ここでは Windows (win32) に TeX Live 2020 をインストールする方法を説明します。

インストーラーの取得

まず,インストーラーをダウンロードします。TeX Live のインストーラーは ISO イメージとネットインストーラーの2種類が提供されています。

この説明だけを読むとネットインストーラーを使えばよいように思われますが,残念なことにネットインストーラーを使うと環境によっては途中でパッケージのダウンロードに失敗して終了してしまうことがあります。さらに悪いことに,ネットインストールにはそれなりに時間がかかるのに対し,途中終了した場合にはそこから再開することができず,最初からやり直しになってしまいます。ネットワーク環境に問題がない限りは最初から ISO イメージをダウンロードしてしまった方が無難です。

ISO イメージを使う場合

ISO イメージをお近くのミラーからダウンロードします。例えば CTAN のミラー

から入手できます。

次に,ダウンロードした ISO イメージをマウントします。Windows 8/8.1/10 では,OS の標準機能で可能ですが,Windows 7 では Virtual CloneDrive などのツールが必要です。

ネットインストーラーを使う場合

インストーラをダウンロードして展開します。

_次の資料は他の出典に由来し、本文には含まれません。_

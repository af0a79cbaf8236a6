//! Scanner limits.

/// Maximum number of entries on the indent stack, sentinel included.
pub const MAX_INDENT_DEPTH: usize = 256;

/// Maximum block comment nesting, the enclosing comment included.
pub const MAX_COMMENT_DEPTH: u32 = 256;

/// Serialization buffer size a tree-sitter host hands to the scanner.
pub const SERIALIZATION_BUFFER_SIZE: usize = 1024;

/// Configuration for an [`ExternalScanner`](crate::ExternalScanner).
///
/// Every limit caps work or memory under adversarial input. Hitting one
/// turns the current call into "no match" instead of growing without bound.
#[derive(Debug, Clone, Copy, PartialEq, Eq, Hash)]
pub struct ScannerConfig {
    /// Open layout sections allowed at once (sentinel included).
    pub max_indent_depth: usize,
    /// Nested `{-` levels a comment may reach.
    pub max_comment_depth: u32,
    /// Upper bound on the bytes written by `serialize`, regardless of the
    /// buffer the host provides.
    pub serialization_buffer_size: usize,
}

impl Default for ScannerConfig {
    fn default() -> Self {
        ScannerConfig {
            max_indent_depth: MAX_INDENT_DEPTH,
            max_comment_depth: MAX_COMMENT_DEPTH,
            serialization_buffer_size: SERIALIZATION_BUFFER_SIZE,
        }
    }
}

impl ScannerConfig {
    /// Create a config with the given indent stack bound.
    pub fn with_max_indent_depth(max_indent_depth: usize) -> Self {
        Self {
            max_indent_depth,
            ..Default::default()
        }
    }

    /// Create a config with the given comment nesting bound.
    pub fn with_max_comment_depth(max_comment_depth: u32) -> Self {
        Self {
            max_comment_depth,
            ..Default::default()
        }
    }

    /// Create a config with the given serialization budget.
    pub fn with_serialization_buffer_size(serialization_buffer_size: usize) -> Self {
        Self {
            serialization_buffer_size,
            ..Default::default()
        }
    }
}

#[cfg(test)]
mod tests {
    use super::*;

    #[test]
    fn defaults_match_host_limits() {
        let config = ScannerConfig::default();
        assert_eq!(config.max_indent_depth, 256);
        assert_eq!(config.max_comment_depth, 256);
        assert_eq!(config.serialization_buffer_size, 1024);
    }

    #[test]
    fn with_constructors_override_one_field() {
        let config = ScannerConfig::with_max_indent_depth(8);
        assert_eq!(config.max_indent_depth, 8);
        assert_eq!(config.max_comment_depth, MAX_COMMENT_DEPTH);

        let config = ScannerConfig::with_max_comment_depth(3);
        assert_eq!(config.max_comment_depth, 3);
        assert_eq!(config.max_indent_depth, MAX_INDENT_DEPTH);

        let config = ScannerConfig::with_serialization_buffer_size(16);
        assert_eq!(config.serialization_buffer_size, 16);
    }
}
//! Per-call token selection.
//!
//! The host asks for one token per call and says which kinds it would
//! accept. [`scan`] tries the candidates in a fixed priority order and
//! stops at the first that applies:
//!
//! 1. error recovery (every kind valid): nothing
//! 2. a queued layout close from an earlier call
//! 3. multiline string content
//! 4. leading trivia: newlines (measuring indentation), ambiguous `-`,
//!    line comments after a newline, end of input
//! 5. the `in` keyword closing a `let` on the same line; an identifier
//!    starting with `i` leaves only the off-side rule
//! 6. `)`, `,` or `}` closing a section
//! 7. opening a section at the current column
//! 8. block comment content
//! 9. the off-side rule after a newline
//! 10. shader content

use std::ops::ControlFlow;

use elm_lexer_core::Cursor;
use tracing::trace;

use crate::config::ScannerConfig;
use crate::content;
use crate::error::ScanError;
use crate::layout;
use crate::state::ScannerState;
use crate::token_kind::{TokenKind, ValidSymbols};

/// What the trivia pass learned about the text before the next token.
#[derive(Copy, Clone, Debug)]
struct Trivia {
    /// A `\n` was consumed; `indent_length` holds the new line's column.
    has_newline: bool,
    /// No comment was consumed after the token end was marked. Once this is
    /// false, marking the end again would swallow the comment.
    can_mark_end: bool,
}

/// Choose the token for one host call.
///
/// `Ok(None)` means "no match": the host falls back to its own lexer and
/// may discard the consumed characters.
pub(crate) fn scan<C: Cursor>(
    state: &mut ScannerState,
    cursor: &mut C,
    valid: ValidSymbols,
    config: &ScannerConfig,
) -> Result<Option<TokenKind>, ScanError> {
    if valid.is_error_recovery() {
        trace!("host in error recovery");
        return Ok(None);
    }

    if let Some(kind) = state.runback.take_acceptable(valid) {
        trace!(%kind, pending = state.runback.len(), "replay queued close");
        return Ok(Some(kind));
    }
    state.runback.clear();

    if valid.accepts(TokenKind::StringContentMultiline) {
        let has_content = content::scan_multiline_string(cursor);
        return Ok(has_content.then_some(TokenKind::StringContentMultiline));
    }

    cursor.mark_end();
    let mut trivia = match skip_trivia(state, cursor, valid) {
        ControlFlow::Break(token) => return Ok(token),
        ControlFlow::Continue(trivia) => trivia,
    };

    let mut found_in = false;
    match in_keyword(cursor, valid) {
        InKeyword::Absent => {}
        InKeyword::Found if trivia.has_newline => found_in = true,
        InKeyword::Found => {
            let closed = state.indents.pop();
            trace!(?closed, "`in` closes let on the same line");
            return Ok(Some(TokenKind::EndSection));
        }
        InKeyword::Partial => {
            // Part of an identifier is consumed, so only the indentation
            // measured before it can still decide anything.
            if !trivia.has_newline {
                return Ok(None);
            }
            let outcome = layout::close_sections(state, cursor, valid, false, config)?;
            return Ok(outcome.token);
        }
    }

    if valid.accepts(TokenKind::EndSection) && matches!(cursor.lookahead(), ')' | ',' | '}') {
        let closed = state.indents.pop();
        trace!(?closed, delimiter = %cursor.lookahead(), "delimiter closes section");
        return Ok(Some(TokenKind::EndSection));
    }

    if valid.accepts(TokenKind::OpenSection) && !cursor.is_eof() {
        let column = cursor.column();
        state.indents.push(column, config.max_indent_depth)?;
        trace!(column, depth = state.indents.depth(), "open section");
        return Ok(Some(TokenKind::OpenSection));
    }

    if valid.accepts(TokenKind::BlockCommentContent) {
        if !trivia.can_mark_end {
            return Ok(None);
        }
        content::scan_block_comment_content(cursor, config.max_comment_depth)?;
        return Ok(Some(TokenKind::BlockCommentContent));
    }

    if trivia.has_newline {
        let outcome = layout::close_sections(state, cursor, valid, found_in, config)?;
        if outcome.skipped_comment {
            trivia.can_mark_end = false;
        }
        if outcome.token.is_some() {
            return Ok(outcome.token);
        }
    }

    if valid.accepts(TokenKind::ShaderContent) {
        if !trivia.can_mark_end {
            return Ok(None);
        }
        content::scan_shader_content(cursor);
        return Ok(Some(TokenKind::ShaderContent));
    }

    Ok(None)
}

/// Consume whitespace and line comments ahead of the next token.
///
/// Breaks with the call's final answer when trivia alone decides it (a
/// negation `-`, a stray `-`, end of input); continues with what was
/// measured otherwise.
fn skip_trivia<C: Cursor>(
    state: &mut ScannerState,
    cursor: &mut C,
    valid: ValidSymbols,
) -> ControlFlow<Option<TokenKind>, Trivia> {
    let mut trivia = Trivia {
        has_newline: false,
        can_mark_end: true,
    };
    loop {
        if cursor.is_eof() {
            if valid.accepts(TokenKind::EndSection) {
                trace!("end of input closes section");
                return ControlFlow::Break(Some(TokenKind::EndSection));
            }
            if valid.accepts(TokenKind::EndDecl) {
                trace!("end of input ends declaration");
                return ControlFlow::Break(Some(TokenKind::EndDecl));
            }
            return ControlFlow::Continue(trivia);
        }

        match cursor.lookahead() {
            ' ' | '\r' => cursor.skip(),
            '\n' => {
                cursor.skip();
                cursor.skip_while(|c| c == ' ');
                trivia.has_newline = true;
                state.indent_length = cursor.column();
            }
            '-' if !valid.accepts(TokenKind::BlockCommentContent) => {
                cursor.advance();
                let next = cursor.lookahead();
                if valid.accepts(TokenKind::MinusNoSpace) && content::starts_negated_operand(next) {
                    if !trivia.can_mark_end {
                        return ControlFlow::Break(None);
                    }
                    cursor.mark_end();
                    return ControlFlow::Break(Some(TokenKind::MinusNoSpace));
                }
                if next == '-' && trivia.has_newline {
                    trivia.can_mark_end = false;
                    cursor.advance();
                    cursor.advance_to_line_end();
                } else {
                    return ControlFlow::Break(None);
                }
            }
            _ => return ControlFlow::Continue(trivia),
        }
    }
}

/// Result of looking for the keyword `in`.
#[derive(Copy, Clone, Debug, PartialEq, Eq)]
enum InKeyword {
    /// Not looked at, or the line does not start with `i`.
    Absent,
    /// `in` followed by whitespace or end of input.
    Found,
    /// An identifier starting with `i` or `in`; its prefix was consumed.
    Partial,
}

/// Look for the keyword `in`.
///
/// Consumes the `i` and `n` it inspects. Only looks when a section close is
/// acceptable.
fn in_keyword<C: Cursor>(cursor: &mut C, valid: ValidSymbols) -> InKeyword {
    if !valid.accepts(TokenKind::EndSection) || cursor.lookahead() != 'i' {
        return InKeyword::Absent;
    }
    cursor.skip();
    if cursor.lookahead() != 'n' {
        return InKeyword::Partial;
    }
    cursor.skip();
    if cursor.is_eof() || matches!(cursor.lookahead(), ' ' | '\r' | '\n') {
        InKeyword::Found
    } else {
        InKeyword::Partial
    }
}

OS の標準機能で展開可能な ZIP 形式が無難でしょう。

これを適当な作業ディレクトリで展開します。

インストール

install-tl-windows.bat を右クリックし,「管理者として実行 (A)」を選択してインストーラーを起動します。

win32-tl2020-iso-inst01

ISO イメージを使った場合は以下の画面が出るので,そのまま待ちます。

win32-tl2020-iso-inst02

ネットインストーラの場合は以下の画面が出て,自動的に適したミラーサイトが選択されるので,そのまま待ちます。

win32-tl2020-nw-inst01

もし自動的に選択されたミラーサイトではうまくいかないなら,「特定のミラーを選択」をクリックしてミラーサイトを自分で選択することができます。

win32-tl2020-nw-inst02

インストーラの画面が出てきたら,「インストール」をクリックします。インストーラの画面と一緒に黒い画面(コマンドプロンプト)が出てくることがありますが,インストーラの画面だけを操作します。

win32-tl2020-iso-inst03

待ちます。ISO イメージの場合は 30 分から長くても 2 時間,ネットワークインストールの場合はダウンロード速度にもよりますが,1 時間 30 分から 3 時間以上かかることもあります。

win32-tl2020-iso-inst05

「TeX Live へようこそ!」と表示されたら完了です。「閉じる」をクリックします。「管理者として実行 (A)」した場合は,自動的にシステム環境変数の PATH(全ユーザ向け)に,一般ユーザで実行した場合はユーザ環境変数の PATH に c:\texlive\2020\bin\win32 が追加されます。

win32-tl2020-iso-inst06

最後に,ISO イメージからインストールした場合はアンマウントします。